Though the smaller version of this movie is currently loaded online, I’m trying to figure out how to stream the big, 350 MB version – it’s currently on Bowdoin’s servers, but this big file invariably crashes my browser as it tries to digest it. A shame, because besides your original drawings, put into animation, are themselves worthy of a larger stage than the reduced file affords. Plus your experiments with sound levels are a little mangled in the smaller file – the vocal track seems overwhelmed by the cinematic music maybe more than you’d like.

Conceptually, technically, artistically this is a standout project. Without your key and without exposure to The Marriage of Heaven and Hell, a viewer of this movie might be puzzled; but the key takes that viewer in hand, point him or her to points made in >>E1 and >>E2. What could strike the uninitiated as jumbled (music over voice, description clashing with image) turns out to be a strong presentation of “impositions” that characterize Blake’s multimedia referencing of the infinite. Your vision is most vividly portrayed by those overlapping Proverbs of Hell, which lay over each other (as a vocal track lays over it and itself) to such an extent that the individual lines seem like a gap-filled barrier – I could imagine the jumble as a prison being built with the stones of law.

Most all of the graphics in this project convey double-edged creations: traps that nevertheless suggests striving & freedom. The imposition of your own drawings (of a bird in darkness, or a burst-open head, or most strikingly a pen on Blake’s page) seems to consistently elaborate on this theme.
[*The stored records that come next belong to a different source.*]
//! Proxgate firmware library.
//!
//! Exposes the pure-logic modules for integration testing and external
//! inspection. All ESP-IDF-specific code is guarded by
//! `#[cfg(target_os = "espidf")]` within each module.

#![deny(unused_must_use)]

pub mod app;
pub mod config;
pub mod control;
pub mod error;
pub mod link;
pub mod pins;
pub mod runtime;

// The hardware-facing modules compile on every target; the real
// implementations are guarded by cfg attributes inside.
pub mod adapters;
pub mod drivers;
pub mod sensors;
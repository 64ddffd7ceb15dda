//! Fuzz target: `dht22::decode_frame`
//!
//! Any frame that decodes must carry a matching checksum and land inside
//! the sensor's documented range.
//!
//! cargo fuzz run fuzz_dht_frame

#![no_main]

use libfuzzer_sys::fuzz_target;
use proxgate::sensors::dht22::decode_frame;

fuzz_target!(|frame: [u8; 5]| {
    if let Ok(r) = decode_frame(&frame) {
        let sum = frame[..4].iter().fold(0u8, |acc, b| acc.wrapping_add(*b));
        assert_eq!(sum, frame[4]);
        assert!((0.0..=100.0).contains(&r.humidity_pct));
        assert!((-40.0..=80.0).contains(&r.temperature_c));
    }
});
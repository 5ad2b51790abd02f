use crate::types::ChangeResult;
use std::sync::atomic::{AtomicBool, Ordering};
use std::sync::Arc;
use std::time::Duration;

/// Blocking wait between polls
pub trait Sleeper: Send + Sync {
    fn sleep(&self, duration: Duration);
}

/// Sleeps the calling thread
#[derive(Debug, Default, Clone, Copy)]
pub struct ThreadSleeper;

impl Sleeper for ThreadSleeper {
    fn sleep(&self, duration: Duration) {
        std::thread::sleep(duration);
    }
}

/// Shared cancellation flag, cheap to clone across threads
#[derive(Debug, Default, Clone)]
pub struct CancelToken(Arc<AtomicBool>);

impl CancelToken {
    pub fn new() -> Self {
        Self::default()
    }

    pub fn cancel(&self) {
        self.0.store(true, Ordering::SeqCst);
    }

    pub fn is_cancelled(&self) -> bool {
        self.0.load(Ordering::SeqCst)
    }
}

/// How a poll loop ended
#[derive(Debug, Clone, PartialEq)]
pub enum PollOutcome<T> {
    Ready(T),
    TimedOut { elapsed: Duration },
    Cancelled,
}

/// Fixed-interval polling with an optional timeout and a cancellation token.
///
/// Elapsed time is the sum of the intervals slept, so a timeout of `n * interval`
/// allows exactly `n + 1` checks.
#[derive(Clone)]
pub struct Poller {
    interval: Duration,
    timeout: Option<Duration>,
    cancel: CancelToken,
    sleeper: Arc<dyn Sleeper>,
}

impl std::fmt::Debug for Poller {
    fn fmt(&self, f: &mut std::fmt::Formatter<'_>) -> std::fmt::Result {
        f.debug_struct("Poller")
            .field("interval", &self.interval)
            .field("timeout", &self.timeout)
            .field("cancelled", &self.cancel.is_cancelled())
            .finish()
    }
}

impl Poller {
    pub fn new(interval: Duration) -> Self {
        Self {
            interval,
            timeout: None,
            cancel: CancelToken::new(),
            sleeper: Arc::new(ThreadSleeper),
        }
    }

    pub fn with_timeout(mut self, timeout: Option<Duration>) -> Self {
        self.timeout = timeout;
        self
    }

    pub fn with_cancel_token(mut self, cancel: CancelToken) -> Self {
        self.cancel = cancel;
        self
    }

    pub fn with_sleeper(mut self, sleeper: Arc<dyn Sleeper>) -> Self {
        self.sleeper = sleeper;
        self
    }

    pub fn interval(&self) -> Duration {
        self.interval
    }

    pub fn cancel_token(&self) -> &CancelToken {
        &self.cancel
    }

    /// Run `check` until it yields a value, the timeout elapses or the token is cancelled.
    ///
    /// `check` receives the zero-based attempt number. Errors from `check` end the loop.
    pub fn poll<T, F>(&self, mut check: F) -> ChangeResult<PollOutcome<T>>
    where
        F: FnMut(u32) -> ChangeResult<Option<T>>,
    {
        let mut elapsed = Duration::ZERO;
        let mut attempt = 0u32;

        loop {
            if self.cancel.is_cancelled() {
                log::warn!("Polling cancelled after {} attempt(s)", attempt);
                return Ok(PollOutcome::Cancelled);
            }

            if let Some(value) = check(attempt)? {
                return Ok(PollOutcome::Ready(value));
            }
            attempt += 1;

            if let Some(timeout) = self.timeout {
                if elapsed + self.interval > timeout {
                    log::warn!("Polling timed out after {:?} ({} attempts)", elapsed, attempt);
                    return Ok(PollOutcome::TimedOut { elapsed });
                }
            }

            self.sleeper.sleep(self.interval);
            elapsed += self.interval;
        }
    }
}
#![allow(dead_code)]

use chrono::NaiveDate;
use ndarray::Array2;
use sarchange::core::poll::{CancelToken, Sleeper};
use sarchange::io::archive::{
    ExportJob, ExportService, SceneArchive, SceneQuery, TaskId, TaskState, TaskStatus,
};
use sarchange::{BandImage, ChangeError, ChangeResult, DateRange, Scene};
use std::cell::RefCell;
use std::collections::VecDeque;
use std::time::Duration;

pub fn init_logging() {
    let _ = env_logger::builder().is_test(true).try_init();
}

/// Never blocks
#[derive(Default)]
pub struct NoSleep;

impl Sleeper for NoSleep {
    fn sleep(&self, _duration: Duration) {}
}

/// Archive answering from a fixed scene list, honouring the date window
pub struct MemoryArchive {
    pub scenes: Vec<Scene>,
    pub queries: RefCell<Vec<Option<DateRange>>>,
}

impl MemoryArchive {
    pub fn new(scenes: Vec<Scene>) -> Self {
        Self {
            scenes,
            queries: RefCell::new(Vec::new()),
        }
    }

    fn matching(&self, query: &SceneQuery<'_>) -> Vec<Scene> {
        self.queries.borrow_mut().push(query.window);
        self.scenes
            .iter()
            .filter(|scene| match (query.window, scene.acquired) {
                (None, _) => true,
                (Some(window), Some(date)) => window.contains(date),
                (Some(_), None) => false,
            })
            .cloned()
            .collect()
    }
}

impl SceneArchive for MemoryArchive {
    fn count(&self, query: &SceneQuery<'_>) -> ChangeResult<usize> {
        Ok(self.matching(query).len())
    }

    fn scenes(&self, query: &SceneQuery<'_>) -> ChangeResult<Vec<Scene>> {
        Ok(self.matching(query))
    }
}

/// Export service replaying scripted task states
pub struct MemoryExports {
    pub submitted: RefCell<Vec<String>>,
    pub rasters: RefCell<Vec<BandImage>>,
    states: RefCell<VecDeque<TaskState>>,
    idle_state: TaskState,
    reject_submissions: bool,
    cancel_on_submit: Option<CancelToken>,
}

impl MemoryExports {
    /// Every task completes on its first status poll
    pub fn completing() -> Self {
        Self::scripted(&[], TaskState::Completed)
    }

    /// Tasks report `states` in order, then `idle_state` forever
    pub fn scripted(states: &[TaskState], idle_state: TaskState) -> Self {
        Self {
            submitted: RefCell::new(Vec::new()),
            rasters: RefCell::new(Vec::new()),
            states: RefCell::new(states.iter().copied().collect()),
            idle_state,
            reject_submissions: false,
            cancel_on_submit: None,
        }
    }

    /// Tasks stay in `idle_state`; the first accepted submission cancels `token`
    pub fn cancelling(token: CancelToken, idle_state: TaskState) -> Self {
        Self {
            cancel_on_submit: Some(token),
            ..Self::scripted(&[], idle_state)
        }
    }

    /// Every submission fails with a remote-service error
    pub fn unavailable() -> Self {
        Self {
            reject_submissions: true,
            ..Self::completing()
        }
    }
}

impl ExportService for MemoryExports {
    fn submit(&self, job: &ExportJob<'_>) -> ChangeResult<TaskId> {
        if self.reject_submissions {
            return Err(ChangeError::Remote("503 Service Unavailable".to_string()));
        }
        self.submitted.borrow_mut().push(job.description.clone());
        self.rasters.borrow_mut().push(job.raster.clone());
        if let Some(token) = &self.cancel_on_submit {
            token.cancel();
        }
        Ok(TaskId(format!("task-{}", self.submitted.borrow().len())))
    }

    fn status(&self, _task: &TaskId) -> ChangeResult<TaskStatus> {
        let state = self
            .states
            .borrow_mut()
            .pop_front()
            .unwrap_or(self.idle_state);
        Ok(TaskStatus {
            state,
            error_message: None,
        })
    }
}

pub fn date(s: &str) -> NaiveDate {
    NaiveDate::parse_from_str(s, "%Y-%m-%d").unwrap()
}

/// Single-band VV scene filled with `value`
pub fn vv_scene(id: &str, acquired: &str, value: f32) -> Scene {
    Scene {
        id: id.to_string(),
        acquired: Some(date(acquired)),
        bands: vec![BandImage::new("VV", Array2::from_elem((3, 3), value))],
    }
}

/// Single-band VH scene filled with `value`
pub fn vh_scene(id: &str, acquired: &str, value: f32) -> Scene {
    Scene {
        id: id.to_string(),
        acquired: Some(date(acquired)),
        bands: vec![BandImage::new("VH", Array2::from_elem((3, 3), value))],
    }
}

/// Map export with one square polygon spanning lon -10..-9, lat 40..41
pub fn map_document(baseline: (&str, &str), comparison: (&str, &str)) -> String {
    format!(
        r#"{{
            "type": "FeatureCollection",
            "features": [
                {{
                    "type": "Feature",
                    "properties": {{}},
                    "geometry": {{
                        "type": "Polygon",
                        "coordinates": [[[-10, 40], [-9, 40], [-9, 41], [-10, 41], [-10, 40]]]
                    }}
                }}
            ],
            "baseline_period": {{"start_date": "{}", "end_date": "{}"}},
            "comparison_period": {{"start_date": "{}", "end_date": "{}"}}
        }}"#,
        baseline.0, baseline.1, comparison.0, comparison.1
    )
}
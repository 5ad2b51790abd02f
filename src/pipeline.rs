//! End-to-end change detection over one resolved AOI request
//!
//! Stages run strictly in order: window validation, baseline aggregation,
//! comparison aggregation, differencing, export, script rendering.

use crate::config::PipelineConfig;
use crate::core::aggregate::{
    check_image_bands, Aggregate, RepresentativeImage, TemporalAggregator,
};
use crate::core::change::{
    ChangeDetector, ChangeRaster, LandCoverMask, SignificantChangeMask, WaterFilter,
};
use crate::core::export::{ExportOrchestrator, ExportOutcome};
use crate::core::poll::{CancelToken, Sleeper, ThreadSleeper};
use crate::core::script::{maps_link, ScriptRenderer, VisParams};
use crate::io::aoi::AoiRequest;
use crate::io::archive::{ExportService, SceneArchive};
use crate::types::{BoundingBox, ChangeError, ChangeResult, DateRange};
use serde::Deserialize;
use std::sync::Arc;

/// What to do when a period matches no scenes, and what to export
#[derive(Debug, Clone, Copy, PartialEq, Eq, Default, Deserialize)]
#[serde(rename_all = "snake_case")]
pub enum PipelineMode {
    /// Abort with "no images found" when either period is empty
    #[default]
    Strict,
    /// Fall back to every archived scene over the AOI and compare it with itself
    Fallback,
    /// Export every scene of both periods instead of a change raster
    EnumerateAll,
}

/// Change raster together with its significance mask
#[derive(Debug, Clone)]
pub struct ChangeProduct {
    pub raster: ChangeRaster,
    pub mask: SignificantChangeMask,
}

/// Everything one run produced
#[derive(Debug, Clone)]
pub struct RunReport {
    pub bbox: BoundingBox,
    pub baseline: DateRange,
    pub comparison: DateRange,
    pub mode: PipelineMode,
    /// Archive-wide images stood in for an empty period
    pub used_fallback: bool,
    /// Absent when scenes were only enumerated
    pub change: Option<ChangeProduct>,
    pub exports: Vec<ExportOutcome>,
    pub script: Option<String>,
    pub map_link: String,
}

impl RunReport {
    pub fn all_exports_completed(&self) -> bool {
        !self.exports.is_empty() && self.exports.iter().all(ExportOutcome::is_completed)
    }
}

/// Wires the archive, the change engine and the export service together
pub struct ChangePipeline<'a> {
    archive: &'a dyn SceneArchive,
    exports: &'a dyn ExportService,
    config: PipelineConfig,
    cancel: CancelToken,
    sleeper: Arc<dyn Sleeper>,
    land_cover: Option<LandCoverMask>,
}

impl<'a> ChangePipeline<'a> {
    pub fn new(
        archive: &'a dyn SceneArchive,
        exports: &'a dyn ExportService,
        config: PipelineConfig,
    ) -> Self {
        Self {
            archive,
            exports,
            config,
            cancel: CancelToken::new(),
            sleeper: Arc::new(ThreadSleeper),
            land_cover: None,
        }
    }

    pub fn with_cancel_token(mut self, cancel: CancelToken) -> Self {
        self.cancel = cancel;
        self
    }

    pub fn with_sleeper(mut self, sleeper: Arc<dyn Sleeper>) -> Self {
        self.sleeper = sleeper;
        self
    }

    /// Drop water pixels from the change raster and mask after thresholding.
    ///
    /// The configured `land_mask` only shapes the generated script; the local
    /// raster is masked only when a land-cover grid is supplied here.
    pub fn with_land_cover(mut self, mask: LandCoverMask) -> Self {
        self.land_cover = Some(mask);
        self
    }

    pub fn config(&self) -> &PipelineConfig {
        &self.config
    }

    pub fn run(&self, request: &AoiRequest) -> ChangeResult<RunReport> {
        if self.cancel.is_cancelled() {
            return Err(ChangeError::Cancelled {
                what: "change detection run".to_string(),
            });
        }

        let baseline = request.baseline.validate("baseline")?;
        let comparison = request.comparison.validate("comparison")?;
        log::info!(
            "Running {:?} change detection over {:?}: baseline {}, comparison {}",
            self.config.mode,
            request.bbox.as_rectangle(),
            baseline,
            comparison
        );
        if self.config.land_mask.is_some() && self.land_cover.is_none() {
            log::warn!(
                "land_mask is set but no land-cover grid was supplied; \
                 only the generated script will mask water"
            );
        }

        let aggregator = TemporalAggregator::new(self.archive, self.config.filter.clone());
        let orchestrator = ExportOrchestrator::new(
            self.exports,
            self.config
                .task_poller(self.cancel.clone())
                .with_sleeper(Arc::clone(&self.sleeper)),
            self.config.export_settings(),
        );

        let mut report = RunReport {
            bbox: request.bbox,
            baseline,
            comparison,
            mode: self.config.mode,
            used_fallback: false,
            change: None,
            exports: Vec::new(),
            script: None,
            map_link: maps_link(&request.bbox),
        };

        if self.config.mode == PipelineMode::EnumerateAll {
            report.exports = self.enumerate_all(
                &aggregator,
                &orchestrator,
                &request.bbox,
                &baseline,
                &comparison,
            )?;
            log::info!("Area of interest: {}", report.map_link);
            return Ok(report);
        }

        let (before, after) = self.representative_pair(
            &aggregator,
            &request.bbox,
            &baseline,
            &comparison,
            &mut report,
        )?;
        let product = self.detect(before, after)?;

        log::info!("Exporting the change image...");
        let outcome = orchestrator.submit_and_wait(
            &product.raster.band,
            &self.config.export_description,
            &request.bbox,
        )?;
        report.exports.push(outcome);

        let vis = VisParams::default();
        let renderer = ScriptRenderer {
            filter: aggregator.filter(),
            vis: &vis,
            threshold: self.config.threshold,
            land_mask: self.config.land_mask.as_ref(),
        };
        let script = if report.used_fallback {
            renderer.render_archive_wide(&request.bbox)
        } else {
            renderer.render(&request.bbox, &request.baseline, &request.comparison)
        };
        report.script = Some(script);
        report.change = Some(product);

        log::info!("Area of interest: {}", report.map_link);
        Ok(report)
    }

    fn representative_pair(
        &self,
        aggregator: &TemporalAggregator<'_>,
        bbox: &BoundingBox,
        baseline: &DateRange,
        comparison: &DateRange,
        report: &mut RunReport,
    ) -> ChangeResult<(RepresentativeImage, RepresentativeImage)> {
        let strict = self.config.mode == PipelineMode::Strict;
        let before = aggregator.aggregate(bbox, baseline, "baseline")?;
        if strict && before.is_empty() {
            return Err(ChangeError::NoImages {
                period: "baseline".to_string(),
            });
        }
        let after = aggregator.aggregate(bbox, comparison, "comparison")?;

        match (before, after) {
            (Aggregate::Image(before), Aggregate::Image(after)) => Ok((
                check_image_bands(before, "baseline")?,
                check_image_bands(after, "comparison")?,
            )),
            (before, _) if !strict => {
                log::warn!("No images found for the specified date ranges");
                let empty_period = if before.is_empty() { "baseline" } else { "comparison" };
                log::info!("Falling back to all available images for the {} period", empty_period);

                let image = aggregator
                    .aggregate_archive_wide(bbox)?
                    .into_image()
                    .ok_or_else(|| ChangeError::NoImages {
                        period: "archive-wide".to_string(),
                    })?;
                let image = check_image_bands(image, "archive-wide")?;
                report.used_fallback = true;
                Ok((image.clone(), image))
            }
            (before, _) => {
                let period = if before.is_empty() { "baseline" } else { "comparison" };
                Err(ChangeError::NoImages {
                    period: period.to_string(),
                })
            }
        }
    }

    fn detect(
        &self,
        before: RepresentativeImage,
        after: RepresentativeImage,
    ) -> ChangeResult<ChangeProduct> {
        let (before, after) = match self.config.water_threshold_db {
            Some(threshold_db) => {
                let filter = WaterFilter { threshold_db };
                log::debug!("Masking water below {} dB", threshold_db);
                (filter.apply(&before), filter.apply(&after))
            }
            None => (before, after),
        };

        let detector = ChangeDetector::new(self.config.threshold);
        let (mut raster, mut mask) = detector.compute_change(&before, &after)?;

        if let Some(land_cover) = &self.land_cover {
            land_cover.apply(&mut raster, &mut mask)?;
        }

        Ok(ChangeProduct { raster, mask })
    }

    fn enumerate_all(
        &self,
        aggregator: &TemporalAggregator<'_>,
        orchestrator: &ExportOrchestrator<'_>,
        bbox: &BoundingBox,
        baseline: &DateRange,
        comparison: &DateRange,
    ) -> ChangeResult<Vec<ExportOutcome>> {
        let mut outcomes = Vec::new();

        for (period, window, prefix) in [
            ("baseline", baseline, "baseline_period"),
            ("comparison", comparison, "comparison_period"),
        ] {
            if self.cancel.is_cancelled() {
                log::warn!("Cancelled before exporting the {} period", period);
                break;
            }
            log::info!("Exporting images for the {} period...", period);
            let scenes = aggregator.collect_scenes(bbox, Some(window))?;
            outcomes.extend(orchestrator.export_each(&scenes, prefix, bbox)?);
        }

        Ok(outcomes)
    }
}
//! I/O modules for the AOI document, the scene archive and exported rasters

pub mod aoi;
pub mod archive;
#[cfg(feature = "gdal")]
pub mod raster;
pub mod watch;

pub use aoi::{AoiRequest, AoiResolver};
pub use archive::{ArchiveClient, ExportService, SceneArchive, SceneFilter, SceneQuery};
#[cfg(feature = "gdal")]
pub use raster::{RasterReader, RasterSummary};
pub use watch::FileWatcher;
In the 350 MB version of the movie, your reading of passages of The Marriage of Heaven and Hell isn’t so drowned out by the music track. Nevertheless, I can hear you playing with levels - letting words get swamped by the soundtrack, and then reemerge. The incorporation of sound is your biggest addition to William Blake’s media, and your specific choice left me with some questions. Did you pick the Forrest Gump theme for some specific reason? I haven’t seen the movie, but didn’t it have to do with a fairly man superimposed onto history? Maybe there’s a level of irony I’m not reaching here – and the key’s not helping me out. Or maybe you picked the music simply for its swampy, pull-all-strings cinematic feel. Or maybe there was no real thought behind the music selection – though your careful justification of most all of this project leads me to dismiss that scenario.

Technology marches on, and I think it won’t be long before you’re able to mix in touch and – God help us – smell into such a collision of media. The only thing saving such an effort from cacophony is what we clumsily call “vision” – luckily this project has plenty of that!